20-го открылась Сессия ВС СССР. Выходим на 6 полосах. Сидим до утра. Написал передовую о Дне Красной Армии.

Позавчера позвонил Кокки. Сказал, что увлекся фотографией, снимает днем и ночью. «Дошла бацилла до печенок». Предложил через недельку смотаться с ним на неделю в Среднюю Азию. Маршрут: Баку — Ашхабад — Самарканд — Хива Бухара — Ташкент — Москва. На «Ил-14», пассажирский, двухмоторный.

17 марта.

Что-то забыл даже, что надо записывать.

Во-первых, 10 марта открылась Московская Сессия Совета Министров иностранных дел. Даем ежедневно по полосе. Пока большой драки не чувствуется.

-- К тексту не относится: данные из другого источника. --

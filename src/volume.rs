//! Volumes: parameters, commit, and access to the committed grid.

use crate::bounding_volume::Aabb;
use crate::error::VdbError;
use crate::grid::{DataBuffer, DataType, Filter, Grid, GridBuilder, GridLayout, NUM_LEVELS};
use crate::grid::DEFAULT_ITERATOR_EPSILON;
use crate::math::{AffineTransform, Point, Real, Vector};
use crate::observer::{LeafAccessObserver, LEAF_NODE_ACCESS};
use crate::query::{HitIterator, IntervalIterator, Ray, ValueSelector};
use crate::utils::ValueRange;

/// The parameters a volume is committed from.
///
/// The leaf arrays `level`, `origin`, `format` and `data` are required and must all have
/// the same length: entry `i` of each describes leaf `i`.
#[derive(Clone, Debug, PartialEq)]
#[cfg_attr(
    feature = "serde-serialize",
    derive(Serialize, Deserialize),
    serde(default)
)]
pub struct VdbParams {
    /// The element type of the leaf data. Only [`DataType::Float`] is supported.
    pub data_type: DataType,
    /// The reconstruction filter used for sampling.
    pub filter: Filter,
    /// The deepest level the sampler descends to, clamped to `0..NUM_LEVELS`.
    pub max_sampling_depth: i32,
    /// The deepest level interval iterators descend to, clamped to `0..NUM_LEVELS`.
    pub max_iterator_depth: i32,
    /// The 12 floats of the index-to-object transform, see [`AffineTransform::from_slice`].
    pub index_to_object: Option<Vec<Real>>,
    /// The level of each leaf.
    pub level: Option<Vec<u32>>,
    /// The index-space lower corner of each leaf.
    pub origin: Option<Vec<[i32; 3]>>,
    /// The format of each leaf: `0` for a tile, `1` for dense values.
    pub format: Option<Vec<u32>>,
    /// The payload of each leaf.
    pub data: Option<Vec<DataBuffer>>,
    /// The branching factors of the grid.
    pub layout: GridLayout,
    /// The minimum parametric step of interval iterators.
    pub iterator_epsilon: Real,
    /// The value sampled outside of every leaf.
    pub background: Real,
}

impl Default for VdbParams {
    fn default() -> Self {
        Self {
            data_type: DataType::Float,
            filter: Filter::default(),
            max_sampling_depth: NUM_LEVELS as i32 - 1,
            max_iterator_depth: NUM_LEVELS as i32 - 1,
            index_to_object: None,
            level: None,
            origin: None,
            format: None,
            data: None,
            layout: GridLayout::default(),
            iterator_epsilon: DEFAULT_ITERATOR_EPSILON,
            background: 0.0,
        }
    }
}

fn clamp_depth(name: &str, depth: i32) -> usize {
    let clamped = depth.clamp(0, NUM_LEVELS as i32 - 1);
    if clamped != depth {
        log::warn!("{} = {} is out of range, clamped to {}", name, depth, clamped);
    }
    clamped as usize
}

/// A volume backed by a sparse grid.
///
/// Parameters are set first, then [`VdbVolume::commit`] builds the grid. Everything else
/// needs a successful commit and reports [`VdbError::NotCommitted`] otherwise. Iterators
/// and observers borrow the volume, so it cannot be recommitted while they are alive.
#[derive(Debug, Default)]
pub struct VdbVolume {
    params: VdbParams,
    filter: Filter,
    grid: Option<Grid>,
}

impl VdbVolume {
    /// A volume with the given parameters. Call [`Self::commit`] to build it.
    pub fn new(params: VdbParams) -> Self {
        Self {
            params,
            filter: Filter::default(),
            grid: None,
        }
    }

    /// The parameters of the next commit.
    #[inline]
    pub fn params(&self) -> &VdbParams {
        &self.params
    }

    /// The parameters of the next commit, for modification.
    ///
    /// Modifications only take effect on the next commit.
    #[inline]
    pub fn params_mut(&mut self) -> &mut VdbParams {
        &mut self.params
    }

    /// Was the last commit successful?
    #[inline]
    pub fn is_committed(&self) -> bool {
        self.grid.is_some()
    }

    /// Builds the grid from the current parameters.
    ///
    /// The previous grid is dropped first: if the commit fails, the volume has no grid.
    pub fn commit(&mut self) -> Result<(), VdbError> {
        self.grid = None;

        let params = &self.params;
        let level = params
            .level
            .as_deref()
            .ok_or(VdbError::MissingParameter("level"))?;
        let origin = params
            .origin
            .as_deref()
            .ok_or(VdbError::MissingParameter("origin"))?;
        let format = params
            .format
            .as_deref()
            .ok_or(VdbError::MissingParameter("format"))?;
        let data = params
            .data
            .as_deref()
            .ok_or(VdbError::MissingParameter("data"))?;

        params.data_type.ensure_supported()?;

        let index_to_object = params
            .index_to_object
            .as_deref()
            .map(AffineTransform::from_slice)
            .unwrap_or_default();

        let grid = GridBuilder::new(params.layout)
            .index_to_object(index_to_object)
            .max_sampling_depth(clamp_depth("max_sampling_depth", params.max_sampling_depth))
            .max_iterator_depth(clamp_depth("max_iterator_depth", params.max_iterator_depth))
            .iterator_epsilon(params.iterator_epsilon)
            .background(params.background)
            .build(level, origin, format, data)?;

        self.filter = params.filter;
        self.grid = Some(grid);
        Ok(())
    }

    /// The committed grid.
    #[inline]
    pub fn grid(&self) -> Result<&Grid, VdbError> {
        self.grid.as_ref().ok_or(VdbError::NotCommitted)
    }

    /// The object-space bounding box of the volume.
    pub fn bounds(&self) -> Result<Aabb, VdbError> {
        Ok(*self.grid()?.bounds())
    }

    /// The range of all the values of the volume.
    pub fn value_range(&self) -> Result<ValueRange, VdbError> {
        Ok(self.grid()?.value_range())
    }

    /// Samples the volume at the object-space point `pt`.
    pub fn sample(&self, pt: &Point<Real>) -> Result<Real, VdbError> {
        let grid = self.grid()?;
        let local = grid.object_to_index().transform_point(pt);
        Ok(grid.sample_index(&local, self.filter))
    }

    /// The object-space gradient of the volume at the object-space point `pt`.
    pub fn gradient(&self, pt: &Point<Real>) -> Result<Vector<Real>, VdbError> {
        let grid = self.grid()?;
        let to_index = grid.object_to_index();
        let local = to_index.transform_point(pt);
        let gradient = grid.gradient_index(&local, self.filter);
        Ok(to_index.linear.transpose() * gradient)
    }

    /// An iterator over the intervals of the volume crossed by `ray`.
    pub fn interval_iterator<'a>(
        &'a self,
        ray: &Ray,
        t_range: ValueRange,
        selector: Option<&'a ValueSelector>,
    ) -> Result<IntervalIterator<'a>, VdbError> {
        Ok(IntervalIterator::new(self.grid()?, ray, t_range, selector))
    }

    /// An iterator over the crossings of `selector`'s values by `ray`.
    pub fn hit_iterator<'a>(
        &'a self,
        ray: &Ray,
        t_range: ValueRange,
        selector: &'a ValueSelector,
    ) -> Result<HitIterator<'a>, VdbError> {
        Ok(HitIterator::new(self.grid()?, ray, t_range, selector).with_filter(self.filter))
    }

    /// Creates an observer of the given type.
    ///
    /// The only supported type is [`LEAF_NODE_ACCESS`].
    pub fn new_observer(&self, kind: &str) -> Result<LeafAccessObserver<'_>, VdbError> {
        if kind != LEAF_NODE_ACCESS {
            return Err(VdbError::UnsupportedObserver(kind.to_string()));
        }

        Ok(LeafAccessObserver::new(self.grid()?))
    }
}
//! Ray definition.

#[doc(inline)]
pub use self::ray::Ray;

#[doc(hidden)]
pub mod ray;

Три дня назад выступил президент США Трумэн с пакостной речью. Гольденберг о ней сказал: «Раньше, после такой речи, отзывали посла и объявляли войну». Как мы ответили — пока не ясно. Дали на следующий день передовую в «Известиях», потом — у нас.

Было 30 лет «Известий». Прошло тихо, несмотря на ожидания известинцев.

У нас особых новостей нет. Места нам дают с гулькин нос. Вопим, но не помогает. Принято решение ЦК (по инициативе Хозяина) о значительном расширении номенклатуры. У нас раньше утверждались только члены редколлегии. Сейчас будут зав. отделами, первые замы редакторов и замы отв. секретаря. Послали характеристики.

Подал заявление в Союз Писателей.

У нас идет сокращение штата. Надо поджать на 60–70 человек. Сократили фотографов Лагранжа и Кунова, лаборантов Шмакова и Шаталову, у меня Джигана, корреспондентов Воронова (Ленинград), Ляхта (Харьков), Власова (Тула), Кучина (Сталинабад), Дубильера (Ижевск), и др., писателей, которые только числились — Брагина, Горбатова, Хубова, Баяджиева, Первомайского и др. Это лишь начало.

Да, надо записать. 23 февраля был у нас вечер Кр. Армии. Должен был выступать маршал бронетанковых войск Рыбалко. Встретил меня секретарь партбюро Креславский.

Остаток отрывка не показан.